RECORDS SUPPLIED:
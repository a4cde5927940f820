//! Retrieval-augmented answering over the active knowledge base
//!
//! Stages run in order and each one is a separate method:
//! embed the question, retrieve the nearest chunks, drop chunks below the
//! relevance floor, assemble the context, generate, then normalize.

use std::sync::Arc;
use std::time::Instant;

use serde::{Deserialize, Serialize};
use tracing::{debug, info};

use super::prompt::{normalize_answer, render_grounded_prompt, AnswerStyle};
use super::Answer;
use crate::domain::embedding::{EmbeddingProvider, EmbeddingRequest, EmbeddingTask};
use crate::domain::ingestion::helpers::normalize_whitespace;
use crate::domain::knowledge_base::{KnowledgeBase, ScoredChunk, DEFAULT_TOP_K};
use crate::domain::llm::{LlmProvider, LlmRequest};
use crate::domain::{DomainError, ProviderFailure};

/// Configuration for the answerer
#[derive(Debug, Clone, Serialize, Deserialize)]
pub struct AnswererConfig {
    /// Number of chunks retrieved per question
    #[serde(default = "default_top_k")]
    pub top_k: usize,
    /// Retrieved chunks scoring below this are not used as context
    #[serde(default = "default_min_similarity")]
    pub min_similarity: f32,
    pub embedding_model: String,
    pub generation_model: String,
    #[serde(default = "default_temperature")]
    pub temperature: f32,
    #[serde(default = "default_concise_max_tokens")]
    pub concise_max_tokens: u32,
    #[serde(default = "default_detailed_max_tokens")]
    pub detailed_max_tokens: u32,
}

fn default_top_k() -> usize {
    DEFAULT_TOP_K
}

fn default_min_similarity() -> f32 {
    0.2
}

fn default_temperature() -> f32 {
    0.7
}

fn default_concise_max_tokens() -> u32 {
    512
}

fn default_detailed_max_tokens() -> u32 {
    2048
}

impl AnswererConfig {
    pub fn new(embedding_model: impl Into<String>, generation_model: impl Into<String>) -> Self {
        Self {
            top_k: default_top_k(),
            min_similarity: default_min_similarity(),
            embedding_model: embedding_model.into(),
            generation_model: generation_model.into(),
            temperature: default_temperature(),
            concise_max_tokens: default_concise_max_tokens(),
            detailed_max_tokens: default_detailed_max_tokens(),
        }
    }

    pub fn with_top_k(mut self, top_k: usize) -> Self {
        self.top_k = top_k;
        self
    }

    pub fn with_min_similarity(mut self, min_similarity: f32) -> Self {
        self.min_similarity = min_similarity;
        self
    }

    pub fn with_temperature(mut self, temperature: f32) -> Self {
        self.temperature = temperature;
        self
    }

    fn max_tokens(&self, style: AnswerStyle) -> u32 {
        match style {
            AnswerStyle::Concise => self.concise_max_tokens,
            AnswerStyle::Detailed => self.detailed_max_tokens,
        }
    }
}

/// Answers questions using only the content of the active knowledge base
#[derive(Debug, Clone)]
pub struct RetrievalAugmentedAnswerer {
    embedder: Arc<dyn EmbeddingProvider>,
    generator: Arc<dyn LlmProvider>,
    config: AnswererConfig,
}

impl RetrievalAugmentedAnswerer {
    pub fn new(
        embedder: Arc<dyn EmbeddingProvider>,
        generator: Arc<dyn LlmProvider>,
        config: AnswererConfig,
    ) -> Self {
        Self {
            embedder,
            generator,
            config,
        }
    }

    pub fn config(&self) -> &AnswererConfig {
        &self.config
    }

    pub fn embedder(&self) -> &Arc<dyn EmbeddingProvider> {
        &self.embedder
    }

    /// Answer a question from the given knowledge base.
    ///
    /// A question the document cannot answer is a successful [`Answer`]
    /// carrying the sentinel text.
    pub async fn answer(
        &self,
        knowledge_base: &KnowledgeBase,
        question: &str,
    ) -> Result<Answer, DomainError> {
        let question = question.trim();
        if question.is_empty() {
            return Err(DomainError::validation("Question must not be empty"));
        }

        let started = Instant::now();

        let vector = self.embed_question(question).await?;
        let retrieved = self.retrieve(knowledge_base, &vector);
        let relevant = self.relevant(retrieved);

        if relevant.is_empty() {
            info!(
                document = knowledge_base.document_name(),
                elapsed_ms = started.elapsed().as_millis() as u64,
                "No relevant context for question"
            );
            return Ok(Answer::not_found());
        }

        let context = Self::assemble_context(&relevant);
        let style = AnswerStyle::detect(question);
        let generated = self.generate(&context, question, style).await?;
        let answer = normalize_answer(&generated);

        let sources = relevant
            .iter()
            .map(|scored| normalize_whitespace(&scored.chunk.content))
            .collect();

        info!(
            document = knowledge_base.document_name(),
            context_chunks = relevant.len(),
            style = ?style,
            elapsed_ms = started.elapsed().as_millis() as u64,
            "Answered question"
        );

        Ok(Answer::new(answer, sources))
    }

    /// Embed the question with the retrieval-query task hint
    pub async fn embed_question(&self, question: &str) -> Result<Vec<f32>, DomainError> {
        let request = EmbeddingRequest::single(&self.config.embedding_model, question)
            .with_task(EmbeddingTask::RetrievalQuery);

        let response = self
            .embedder
            .embed(request)
            .await
            .map_err(|e| as_provider_error(self.embedder.provider_name(), e))?;

        let mut vectors = response
            .into_ordered_vectors(1)
            .map_err(|e| as_provider_error(self.embedder.provider_name(), e))?;

        vectors
            .pop()
            .ok_or_else(|| {
                DomainError::provider_failure(
                    self.embedder.provider_name(),
                    ProviderFailure::InvalidResponse,
                    "No embedding returned for question",
                )
            })
    }

    /// Nearest chunks to the question vector, best first
    pub fn retrieve<'a>(
        &self,
        knowledge_base: &'a KnowledgeBase,
        vector: &[f32],
    ) -> Vec<ScoredChunk<'a>> {
        let retrieved = knowledge_base.index().query(vector, self.config.top_k);

        debug!(
            retrieved = retrieved.len(),
            best_score = retrieved.first().map(|s| s.score),
            "Retrieved chunks"
        );

        retrieved
    }

    /// Drop chunks below the relevance floor, keeping rank order
    pub fn relevant<'a>(&self, retrieved: Vec<ScoredChunk<'a>>) -> Vec<ScoredChunk<'a>> {
        retrieved
            .into_iter()
            .filter(|scored| scored.score >= self.config.min_similarity)
            .collect()
    }

    /// Chunk texts in rank order separated by blank lines
    pub fn assemble_context(chunks: &[ScoredChunk<'_>]) -> String {
        chunks
            .iter()
            .map(|scored| scored.chunk.content.as_str())
            .collect::<Vec<_>>()
            .join("\n\n")
    }

    /// Ask the generation provider for a grounded answer
    pub async fn generate(
        &self,
        context: &str,
        question: &str,
        style: AnswerStyle,
    ) -> Result<String, DomainError> {
        let prompt = render_grounded_prompt(context, question, style);

        let request = LlmRequest::builder()
            .user(prompt)
            .temperature(self.config.temperature)
            .max_tokens(self.config.max_tokens(style))
            .build();

        let response = self
            .generator
            .chat(&self.config.generation_model, request)
            .await
            .map_err(|e| as_provider_error(self.generator.provider_name(), e))?;

        Ok(response.content().to_string())
    }
}

/// Query-time failures always surface as provider errors
fn as_provider_error(provider: &str, error: DomainError) -> DomainError {
    match error {
        DomainError::Provider { .. } => error,
        other => DomainError::provider_failure(
            provider,
            ProviderFailure::InvalidResponse,
            other.to_string(),
        ),
    }
}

ABOUT THIS EXERCISE: This exercise requires the lines of the entries containing the string "struct".

TASK SOLUTION:
pub struct AnswererConfig {
pub struct RetrievalAugmentedAnswerer {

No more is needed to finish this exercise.